→ **Work to be completed**: From the first line to the last, print the data exactly.

Dataset entries:
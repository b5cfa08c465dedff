//! Game balance values
//!
//! Loaded from JSON by the host (missing fields fall back to defaults) and
//! carried inside `GameState`, so a tick never reads anything outside its state.

use serde::{Deserialize, Serialize};

/// Errors loading a tuning file
#[derive(Debug, thiserror::Error)]
pub enum TuningError {
    #[error("invalid tuning json: {0}")]
    Json(#[from] serde_json::Error),
    #[error("tuning value out of range: {0}")]
    OutOfRange(&'static str),
}

/// Data-driven balance values
#[derive(Debug, Clone, PartialEq, Serialize, Deserialize)]
#[serde(default)]
pub struct Tuning {
    // === Chassis ===
    /// Invulnerability granted after losing a charge (ms)
    pub damage_invulnerability_ms: u64,
    /// Invulnerability granted by a chain-shield burst (ms)
    pub chain_invulnerability_ms: u64,
    /// Age after which an empty segment rots under the rapid-decay anomaly (ms)
    pub decay_age_ms: u64,
    /// Countdown before a level starts (ms)
    pub countdown_ms: u64,

    // === Scoring ===
    pub fill_score: u64,
    pub grow_score: u64,
    pub enemy_kill_score: u64,
    pub boss_hit_score: u64,
    pub level_clear_score: u64,
    pub coin_value: u32,

    // === Specials ===
    /// Per-tick spawn chance of a stasis orb (owner of stasis field only)
    pub stasis_orb_chance: f64,
    /// Per-tick spawn chance of a shield pickup (owner of shield generator only)
    pub shield_pickup_chance: f64,
    /// Velocity sync cooldown (ms)
    pub ability_cooldown_ms: u64,
    /// Tick interval multiplier while velocity sync is active
    pub ability_slowdown: f32,
    /// EMP radius in cells
    pub emp_radius: f32,

    // === Portals ===
    /// Charge above integrity needed for the secret portal
    pub secret_portal_surplus: u32,
    pub secret_portal_ttl_ms: u64,

    // === Anomalies ===
    pub trap_shift_interval_ms: u64,
    pub magnetic_wall_chance: f64,
    pub credit_scramble_chance: f64,

    // === Enemies ===
    pub replicate_interval_ms: u64,
    pub max_enemies: usize,

    // === Shop ===
    pub shop_offer_count: usize,
    pub reroll_cost: u32,

    // === Evasion ===
    pub evasion_duration_ms: u64,
    pub evasion_coin_value: u32,
}

impl Default for Tuning {
    fn default() -> Self {
        Self {
            damage_invulnerability_ms: 1_500,
            chain_invulnerability_ms: 3_000,
            decay_age_ms: 4_000,
            countdown_ms: 3_000,

            fill_score: 10,
            grow_score: 5,
            enemy_kill_score: 50,
            boss_hit_score: 250,
            level_clear_score: 100,
            coin_value: 1,

            stasis_orb_chance: 0.01,
            shield_pickup_chance: 0.015,
            ability_cooldown_ms: 15_000,
            ability_slowdown: 1.5,
            emp_radius: 8.0,

            secret_portal_surplus: 5,
            secret_portal_ttl_ms: 10_000,

            trap_shift_interval_ms: 10_000,
            magnetic_wall_chance: 0.15,
            credit_scramble_chance: 0.25,

            replicate_interval_ms: 8_000,
            max_enemies: 24,

            shop_offer_count: 3,
            reroll_cost: 5,

            evasion_duration_ms: 15_000,
            evasion_coin_value: 5,
        }
    }
}

impl Tuning {
    /// Parse tuning from JSON; absent fields keep their defaults
    pub fn from_json(json: &str) -> Result<Self, TuningError> {
        let tuning: Tuning = serde_json::from_str(json)?;
        tuning.validate()?;
        log::info!("Loaded tuning overrides");
        Ok(tuning)
    }

    /// Reject values the simulation cannot run with
    pub fn validate(&self) -> Result<(), TuningError> {
        let chances = [
            ("stasis_orb_chance", self.stasis_orb_chance),
            ("shield_pickup_chance", self.shield_pickup_chance),
            ("magnetic_wall_chance", self.magnetic_wall_chance),
            ("credit_scramble_chance", self.credit_scramble_chance),
        ];
        for (name, chance) in chances {
            if !(0.0..=1.0).contains(&chance) {
                return Err(TuningError::OutOfRange(name));
            }
        }
        if self.ability_slowdown < 1.0 {
            return Err(TuningError::OutOfRange("ability_slowdown"));
        }
        if self.shop_offer_count == 0 {
            return Err(TuningError::OutOfRange("shop_offer_count"));
        }
        Ok(())
    }
}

→ **Completed task**:
repository b5cfa08c465dedff
//! Game balance values
//!
//! Loaded from JSON by the host (missing fields fall back to defaults) and
//! carried inside `GameState`, so a tick never reads anything outside its state.

use serde::{Deserialize, Serialize};

/// Errors loading a tuning file
#[derive(Debug, thiserror::Error)]
pub enum TuningError {
    #[error("invalid tuning json: {0}")]
    Json(#[from] serde_json::Error),
    #[error("tuning value out of range: {0}")]
    OutOfRange(&'static str),
}

/// Data-driven balance values
#[derive(Debug, Clone, PartialEq, Serialize, Deserialize)]
#[serde(default)]
pub struct Tuning {
    // === Chassis ===
    /// Invulnerability granted after losing a charge (ms)
    pub damage_invulnerability_ms: u64,
    /// Invulnerability granted by a chain-shield burst (ms)
    pub chain_invulnerability_ms: u64,
    /// Age after which an empty segment rots under the rapid-decay anomaly (ms)
    pub decay_age_ms: u64,
    /// Countdown before a level starts (ms)
    pub countdown_ms: u64,

    // === Scoring ===
    pub fill_score: u64,
    pub grow_score: u64,
    pub enemy_kill_score: u64,
    pub boss_hit_score: u64,
    pub level_clear_score: u64,
    pub coin_value: u32,

    // === Specials ===
    /// Per-tick spawn chance of a stasis orb (owner of stasis field only)
    pub stasis_orb_chance: f64,
    /// Per-tick spawn chance of a shield pickup (owner of shield generator only)
    pub shield_pickup_chance: f64,
    /// Velocity sync cooldown (ms)
    pub ability_cooldown_ms: u64,
    /// Tick interval multiplier while velocity sync is active
    pub ability_slowdown: f32,
    /// EMP radius in cells
    pub emp_radius: f32,

    // === Portals ===
    /// Charge above integrity needed for the secret portal
    pub secret_portal_surplus: u32,
    pub secret_portal_ttl_ms: u64,

    // === Anomalies ===
    pub trap_shift_interval_ms: u64,
    pub magnetic_wall_chance: f64,
    pub credit_scramble_chance: f64,

    // === Enemies ===
    pub replicate_interval_ms: u64,
    pub max_enemies: usize,

    // === Shop ===
    pub shop_offer_count: usize,
    pub reroll_cost: u32,

    // === Evasion ===
    pub evasion_duration_ms: u64,
    pub evasion_coin_value: u32,
}

impl Default for Tuning {
    fn default() -> Self {
        Self {
            damage_invulnerability_ms: 1_500,
            chain_invulnerability_ms: 3_000,
            decay_age_ms: 4_000,
            countdown_ms: 3_000,

            fill_score: 10,
            grow_score: 5,
            enemy_kill_score: 50,
            boss_hit_score: 250,
            level_clear_score: 100,
            coin_value: 1,

            stasis_orb_chance: 0.01,
            shield_pickup_chance: 0.015,
            ability_cooldown_ms: 15_000,
            ability_slowdown: 1.5,
            emp_radius: 8.0,

            secret_portal_surplus: 5,
            secret_portal_ttl_ms: 10_000,

            trap_shift_interval_ms: 10_000,
            magnetic_wall_chance: 0.15,
            credit_scramble_chance: 0.25,

            replicate_interval_ms: 8_000,
            max_enemies: 24,

            shop_offer_count: 3,
            reroll_cost: 5,

            evasion_duration_ms: 15_000,
            evasion_coin_value: 5,
        }
    }
}

impl Tuning {
    /// Parse tuning from JSON; absent fields keep their defaults
    pub fn from_json(json: &str) -> Result<Self, TuningError> {
        let tuning: Tuning = serde_json::from_str(json)?;
        tuning.validate()?;
        log::info!("Loaded tuning overrides");
        Ok(tuning)
    }

    /// Reject values the simulation cannot run with
    pub fn validate(&self) -> Result<(), TuningError> {
        let chances = [
            ("stasis_orb_chance", self.stasis_orb_chance),
            ("shield_pickup_chance", self.shield_pickup_chance),
            ("magnetic_wall_chance", self.magnetic_wall_chance),
            ("credit_scramble_chance", self.credit_scramble_chance),
        ];
        for (name, chance) in chances {
            if !(0.0..=1.0).contains(&chance) {
                return Err(TuningError::OutOfRange(name));
            }
        }
        if self.ability_slowdown < 1.0 {
            return Err(TuningError::OutOfRange("ability_slowdown"));
        }
        if self.shop_offer_count == 0 {
            return Err(TuningError::OutOfRange("shop_offer_count"));
        }
        Ok(())
    }
}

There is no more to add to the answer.